For there had arisen in Charles’s mind a little ghost of treachery: to discuss her so clinically, to think of her locked in some small room…

“Not at all. We are talking of a place where her spiritual wounds can heal, where she will be kindly treated, kept occupied—and will have the benefit of Spencer’s excellent experience and care. He has had similar cases. He knows what to do.”

Charles hesitated, then stood and held out his hand. In his present state he needed orders and prescriptions, and as soon as he had them, he felt better.

“I feel you have saved my life.”

“Nonsense, my dear fellow.”

“No, it is not nonsense. I shall be in debt to you for the rest of my days.”

“Then let me inscribe the name of your bride on the bill of credit.”

“I shall honor the debt.”

“And give the charming creature time. The best wines take the longest to mature, do they not?”

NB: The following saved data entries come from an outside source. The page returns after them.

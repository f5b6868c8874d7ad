//! Authorization module - principal resolution and the role policy
//!
//! Three cooperating pieces:
//! - [`Principal`]: the resolved identity + role + store scope of a request
//! - [`RolePolicy`]: pure decision table over the closed role/action sets
//! - [`StoreVisibility`]: the concrete id-set (or "all" sentinel) a principal
//!   may see, used by the repository to pre-scope list queries

mod policy;
mod principal;

pub use policy::{PolicyEvaluator, RolePolicy};
pub use principal::{resolve_principal, Principal};

use std::collections::BTreeSet;

use uuid::Uuid;

use crate::errors::AppError;

/// The closed set of roles. Any stored role outside this set fails principal
/// resolution with `InvalidRole` instead of silently downgrading.
#[derive(Debug, Clone, Copy, PartialEq, Eq, serde::Serialize, serde::Deserialize, utoipa::ToSchema)]
#[serde(rename_all = "snake_case")]
pub enum Role {
    StoreAssociate,
    DistrictManager,
    BusinessExecutive,
    SuperAdmin,
}

impl Role {
    pub fn as_str(&self) -> &'static str {
        match self {
            Role::StoreAssociate => "store_associate",
            Role::DistrictManager => "district_manager",
            Role::BusinessExecutive => "business_executive",
            Role::SuperAdmin => "super_admin",
        }
    }

    pub fn parse(value: &str) -> Option<Self> {
        match value {
            "store_associate" => Some(Role::StoreAssociate),
            "district_manager" => Some(Role::DistrictManager),
            "business_executive" => Some(Role::BusinessExecutive),
            "super_admin" => Some(Role::SuperAdmin),
            _ => None,
        }
    }
}

/// The closed set of actions the policy knows how to decide.
#[derive(Debug, Clone, Copy, PartialEq, Eq)]
pub enum Action {
    ReadStore,
    ListStores,
    CreateStore,
    AssignStoreToManager,
    ReadPlannerEntry,
    WritePlannerEntry,
    ReadAnalytics,
    ManageUsers,
}

impl Action {
    pub fn as_str(&self) -> &'static str {
        match self {
            Action::ReadStore => "read_store",
            Action::ListStores => "list_stores",
            Action::CreateStore => "create_store",
            Action::AssignStoreToManager => "assign_store_to_manager",
            Action::ReadPlannerEntry => "read_planner_entry",
            Action::WritePlannerEntry => "write_planner_entry",
            Action::ReadAnalytics => "read_analytics",
            Action::ManageUsers => "manage_users",
        }
    }
}

/// Target of a policy check. List-shaped actions carry no store id; the
/// repository scopes them with [`StoreVisibility`] instead.
#[derive(Debug, Clone, Copy, Default)]
pub struct ResourceRef {
    pub store_id: Option<Uuid>,
}

impl ResourceRef {
    pub fn none() -> Self {
        Self::default()
    }

    pub fn store(store_id: Uuid) -> Self {
        Self {
            store_id: Some(store_id),
        }
    }
}

#[derive(Debug, Clone, Copy, PartialEq, Eq)]
pub enum Decision {
    Allow,
    Deny(DenyReason),
}

impl Decision {
    pub fn is_allow(&self) -> bool {
        matches!(self, Decision::Allow)
    }

    /// Turn a denial into the typed `Forbidden` error the handlers propagate.
    pub fn require(self) -> Result<(), AppError> {
        match self {
            Decision::Allow => Ok(()),
            Decision::Deny(reason) => Err(AppError::forbidden(reason.as_str())),
        }
    }
}

#[derive(Debug, Clone, Copy, PartialEq, Eq)]
pub enum DenyReason {
    SuperAdminOnly,
    NoHomeStore,
    StoreNotAssigned,
    EntriesAreAssociateScoped,
    AnalyticsNotAvailable,
}

impl DenyReason {
    pub fn as_str(&self) -> &'static str {
        match self {
            DenyReason::SuperAdminOnly => "super admin access required",
            DenyReason::NoHomeStore => "no store assigned to your account",
            DenyReason::StoreNotAssigned => "store not assigned to your account",
            DenyReason::EntriesAreAssociateScoped => {
                "planner entries are maintained by the owning store's associate"
            }
            DenyReason::AnalyticsNotAvailable => "analytics are not available for your role",
        }
    }
}

/// Which stores a principal may see: the "all" sentinel for executives and
/// super admins, an explicit id-set for everyone else. An empty set means
/// empty results, never "all".
#[derive(Debug, Clone, PartialEq, Eq)]
pub enum StoreVisibility {
    All,
    Only(BTreeSet<Uuid>),
}

impl StoreVisibility {
    pub fn is_empty(&self) -> bool {
        matches!(self, StoreVisibility::Only(ids) if ids.is_empty())
    }

    pub fn contains(&self, store_id: Uuid) -> bool {
        match self {
            StoreVisibility::All => true,
            StoreVisibility::Only(ids) => ids.contains(&store_id),
        }
    }

    /// Intersect an explicit request with this visibility. Unassigned ids are
    /// dropped silently; an empty request means "everything visible".
    pub fn intersect(&self, requested: &[Uuid]) -> Option<Vec<Uuid>> {
        match self {
            StoreVisibility::All => {
                if requested.is_empty() {
                    None
                } else {
                    Some(requested.to_vec())
                }
            }
            StoreVisibility::Only(ids) => {
                if requested.is_empty() {
                    Some(ids.iter().copied().collect())
                } else {
                    Some(
                        requested
                            .iter()
                            .copied()
                            .filter(|id| ids.contains(id))
                            .collect(),
                    )
                }
            }
        }
    }
}
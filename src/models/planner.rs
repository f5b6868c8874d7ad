use chrono::{DateTime, NaiveDate, Utc};
use serde::{Deserialize, Serialize};
use sqlx::FromRow;
use utoipa::ToSchema;
use uuid::Uuid;

use crate::errors::AppError;
use crate::models::schedule::StaffSchedule;
use crate::utils::parse_uuid;

/// One store-day of the planner. Exactly one row exists per (store, date);
/// the first read for a missing day lazily creates it with the default
/// checklists below.
#[derive(Debug, Clone, Serialize, Deserialize, ToSchema)]
pub struct PlannerEntry {
    pub id: Uuid,
    pub store_id: Uuid,
    pub date: NaiveDate,

    // Sales tracking
    pub daily_sales: Option<f64>,
    pub wtd_actual: Option<f64>,
    pub mtd_actual: Option<f64>,
    pub ytd_actual: Option<f64>,
    pub aif_service_goal: Option<i64>,
    pub adt_avg_transaction: Option<f64>,
    pub nps_score: Option<i64>,

    // Today's plan
    pub contests: Option<String>,
    pub upcoming_sales: Option<String>,
    pub end_of_day_notes: Option<String>,

    pub priorities: Vec<String>,
    pub todos: Vec<TodoItem>,

    pub daily_operations: DailyOperations,
    pub inventory_management: InventoryManagement,
    pub store_standards: StoreStandards,

    pub inventory_benches: Option<String>,
    pub upcoming_education: Option<String>,
    pub education_to_sold: Option<String>,
    pub social_posts: Option<String>,

    pub photos: Vec<PhotoMeta>,

    pub created_at: DateTime<Utc>,
    pub updated_at: DateTime<Utc>,
}

#[derive(Debug, Clone, Serialize, Deserialize, ToSchema)]
pub struct TodoItem {
    pub task: String,
    pub completed: bool,
}

/// Opening/closing routine checklist.
#[derive(Debug, Clone, Default, Serialize, Deserialize, ToSchema)]
#[serde(default)]
pub struct DailyOperations {
    pub review_huddle_calendar: bool,
    pub review_labor_dashboards: bool,
    pub pull_process_omni_orders: bool,
    pub setup_event_education_demo: bool,
    pub reconcile_daily_paperwork: bool,
    pub check_end_of_day_notes: bool,
    pub check_education_dashboard: bool,
    pub strategize_print_call_lists: bool,
}

#[derive(Debug, Clone, Default, Serialize, Deserialize, ToSchema)]
#[serde(default)]
pub struct InventoryManagement {
    pub review_store_receiving_report: bool,
    pub review_cycle_counts_report: bool,
    pub review_negative_on_hands_report: bool,
    pub review_damage_log: bool,
}

#[derive(Debug, Clone, Default, Serialize, Deserialize, ToSchema)]
#[serde(default)]
pub struct StoreStandards {
    pub maintain_visual_merchandising: bool,
    pub replenish_front_face: bool,
    pub clean_counters_demo: bool,
    pub clean_windows_doors: bool,
    pub clean_floors: bool,
    pub clean_replenish_bathrooms: bool,
    pub empty_trash_bins: bool,
}

/// Attachment metadata only. Binary content lives with the photo-storage
/// collaborator; this core never sees it.
#[derive(Debug, Clone, Serialize, Deserialize, ToSchema)]
pub struct PhotoMeta {
    pub id: Uuid,
    pub filename: String,
    pub category: String,
    pub uploaded_at: DateTime<Utc>,
    pub url: Option<String>,
}

impl PlannerEntry {
    /// The entry seeded on first read of a (store, date) with no row yet.
    pub fn new_default(id: Uuid, store_id: Uuid, date: NaiveDate, now: DateTime<Utc>) -> Self {
        PlannerEntry {
            id,
            store_id,
            date,
            daily_sales: None,
            wtd_actual: None,
            mtd_actual: None,
            ytd_actual: None,
            aif_service_goal: None,
            adt_avg_transaction: None,
            nps_score: None,
            contests: None,
            upcoming_sales: None,
            end_of_day_notes: None,
            priorities: vec![String::new(), String::new(), String::new()],
            todos: default_todos(),
            daily_operations: DailyOperations::default(),
            inventory_management: InventoryManagement::default(),
            store_standards: StoreStandards::default(),
            inventory_benches: None,
            upcoming_education: None,
            education_to_sold: None,
            social_posts: None,
            photos: Vec::new(),
            created_at: now,
            updated_at: now,
        }
    }
}

fn default_todos() -> Vec<TodoItem> {
    [
        "Schedule Team Meeting",
        "Update Product Displays",
        "Review Sales Reports",
        "Customer Follow-ups",
        "Social Media Posts",
    ]
    .into_iter()
    .map(|task| TodoItem {
        task: task.to_string(),
        completed: false,
    })
    .collect()
}

#[derive(Debug, Clone, FromRow)]
pub struct DbPlannerEntry {
    pub id: String,
    pub store_id: String,
    pub date: String,
    pub daily_sales: Option<f64>,
    pub wtd_actual: Option<f64>,
    pub mtd_actual: Option<f64>,
    pub ytd_actual: Option<f64>,
    pub aif_service_goal: Option<i64>,
    pub adt_avg_transaction: Option<f64>,
    pub nps_score: Option<i64>,
    pub contests: Option<String>,
    pub upcoming_sales: Option<String>,
    pub end_of_day_notes: Option<String>,
    pub priorities: String,
    pub todos: String,
    pub daily_operations: String,
    pub inventory_management: String,
    pub store_standards: String,
    pub inventory_benches: Option<String>,
    pub upcoming_education: Option<String>,
    pub education_to_sold: Option<String>,
    pub social_posts: Option<String>,
    pub photos: String,
    pub created_at: DateTime<Utc>,
    pub updated_at: DateTime<Utc>,
}

fn parse_json<T: serde::de::DeserializeOwned>(column: &str, raw: &str) -> Result<T, AppError> {
    serde_json::from_str(raw).map_err(|err| AppError::internal(format!("invalid {} json: {}", column, err)))
}

impl TryFrom<DbPlannerEntry> for PlannerEntry {
    type Error = AppError;

    fn try_from(value: DbPlannerEntry) -> Result<Self, Self::Error> {
        let date = NaiveDate::parse_from_str(&value.date, "%Y-%m-%d")
            .map_err(|err| AppError::internal(format!("invalid entry date: {}", err)))?;

        Ok(PlannerEntry {
            id: parse_uuid(&value.id)?,
            store_id: parse_uuid(&value.store_id)?,
            date,
            daily_sales: value.daily_sales,
            wtd_actual: value.wtd_actual,
            mtd_actual: value.mtd_actual,
            ytd_actual: value.ytd_actual,
            aif_service_goal: value.aif_service_goal,
            adt_avg_transaction: value.adt_avg_transaction,
            nps_score: value.nps_score,
            contests: value.contests,
            upcoming_sales: value.upcoming_sales,
            end_of_day_notes: value.end_of_day_notes,
            priorities: parse_json("priorities", &value.priorities)?,
            todos: parse_json("todos", &value.todos)?,
            daily_operations: parse_json("daily_operations", &value.daily_operations)?,
            inventory_management: parse_json("inventory_management", &value.inventory_management)?,
            store_standards: parse_json("store_standards", &value.store_standards)?,
            inventory_benches: value.inventory_benches,
            upcoming_education: value.upcoming_education,
            education_to_sold: value.education_to_sold,
            social_posts: value.social_posts,
            photos: parse_json("photos", &value.photos)?,
            created_at: value.created_at,
            updated_at: value.updated_at,
        })
    }
}

/// Partial update; absent fields keep their current value. Last write wins
/// across concurrent editors, which suits a single-associate-per-store
/// workload.
#[derive(Debug, Default, Deserialize, ToSchema)]
#[serde(default)]
pub struct PlannerEntryUpdateRequest {
    pub daily_sales: Option<f64>,
    pub wtd_actual: Option<f64>,
    pub mtd_actual: Option<f64>,
    pub ytd_actual: Option<f64>,
    pub aif_service_goal: Option<i64>,
    pub adt_avg_transaction: Option<f64>,
    pub nps_score: Option<i64>,
    pub contests: Option<String>,
    pub upcoming_sales: Option<String>,
    pub end_of_day_notes: Option<String>,
    pub priorities: Option<Vec<String>>,
    pub todos: Option<Vec<TodoItem>>,
    pub daily_operations: Option<DailyOperations>,
    pub inventory_management: Option<InventoryManagement>,
    pub store_standards: Option<StoreStandards>,
    pub inventory_benches: Option<String>,
    pub upcoming_education: Option<String>,
    pub education_to_sold: Option<String>,
    pub social_posts: Option<String>,
}

#[derive(Debug, Deserialize, ToSchema)]
pub struct PhotoCreateRequest {
    #[schema(example = "endcap-display.jpg")]
    pub filename: String,
    #[schema(example = "store_condition")]
    pub category: Option<String>,
    pub url: Option<String>,
}

/// Planner read payload: the entry plus its staff schedule rows, the shape
/// the front end renders as one page.
#[derive(Debug, Serialize, ToSchema)]
pub struct PlannerEntryWithSchedules {
    #[serde(flatten)]
    pub entry: PlannerEntry,
    pub staff_schedules: Vec<StaffSchedule>,
}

“I fear that in my own case the same is true of a very inferior vintage.”

“Bah. Poppycock.” The doctor clapped him on the shoulder. “And by the bye, I think you read French?”

Charles gave a surprised assent. Grogan sought through his shelves, found a book, and then marked a passage in it with a pencil before passing it to his guest.

“You need not read the whole trial. But I should like you to read this medical evidence that was brought by the defense.”